By Bernhard Hemmer,* Burkhard T. Fleckenstein,Dagger § Marco Vergelli,* Günther Jung,Dagger Henry McFarland,* Roland Martin,*par and Karl-Heinz WiesmüllerDagger §

From the * Neuroimmunology Branch, National Institue of Neurological Disorders and Stroke, National Institutes of Health, Bethesda, Maryland 20892-1400; Dagger  Institut für Organische Chemie, Universität Tübingen, 72076 Tübingen, Germany; § Naturwissenschaftliches und Medizinisches Institut an der Universität Tübingen, 72762 Reutlingen, Germany; and par  Department of Neurology, Tübingen University Medical School, 72076 Tübingen, Germany

CD4+ class II-restricted T cells specific for self antigens are thought to be involved in the pathogenesis of most human autoimmune diseases and molecular mimicry between foreign and self ligands has been implicated as a possible mechanism for their activation. In this report we introduce combinatorial peptide libraries as a powerful tool to identify cross-reactive ligands for these T cells. The antigen recognition of a CD4+ T cell clone (TCC) specific for myelin basic protein peptide (MBP) (86-96) was dissected by the response to a set of 220 11-mer peptide sublibraries. Based on the results obtained with the libraries for each position of the antigen, artificial peptides were found that induced proliferative responses at much lower concentrations than MBP(86-96). In addition stimulatory ligands derived from protein sequences of self and microbial proteins were identified, some of them even more potent agonists than MBP(86-96).
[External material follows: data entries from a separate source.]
//! Registro de auditoría
//!
//! Se llama después de que la mutación ya fue confirmada. Si el registro
//! falla, la mutación queda aplicada sin rastro: se informa como
//! `AppError::PartialWorkflow` para que el operador lo vea.

use serde_json::Value;
use tracing::error;
use uuid::Uuid;

use crate::models::{Actor, AuditAction, AuditLog, EntityType};
use crate::repositories::DataStore;
use crate::utils::errors::{AppError, AppResult};

pub struct AuditService<'a> {
    store: &'a dyn DataStore,
}

impl<'a> AuditService<'a> {
    pub fn new(store: &'a dyn DataStore) -> Self {
        Self { store }
    }

    pub async fn record(
        &self,
        actor: &Actor,
        action: AuditAction,
        entity_type: EntityType,
        entity_id: Uuid,
        details: Value,
    ) -> AppResult<()> {
        let entry = AuditLog::new(action, entity_type, entity_id, actor.user_id, details);

        self.store.append_audit_log(&entry).await.map_err(|e| {
            error!("❌ {} {} aplicado sin auditoría: {}", action.as_str(), entity_id, e);
            AppError::PartialWorkflow(format!(
                "{} aplicado para {} {}, pero no se pudo registrar la auditoría: {}",
                action.as_str(),
                entity_type.as_str(),
                entity_id,
                e
            ))
        })
    }
}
These results indicate that: (a) for at least some autoreactive CD4+ T cells antigen recognition is highly degenerate; (b) the autoantigen used to establish the TCC represents only a suboptimal ligand for the TCC; (c) a completely random and unbiased approach such as combinatorial peptide libraries can decrypt the spectrum of stimulatory ligands for a T cell receptor (TCR).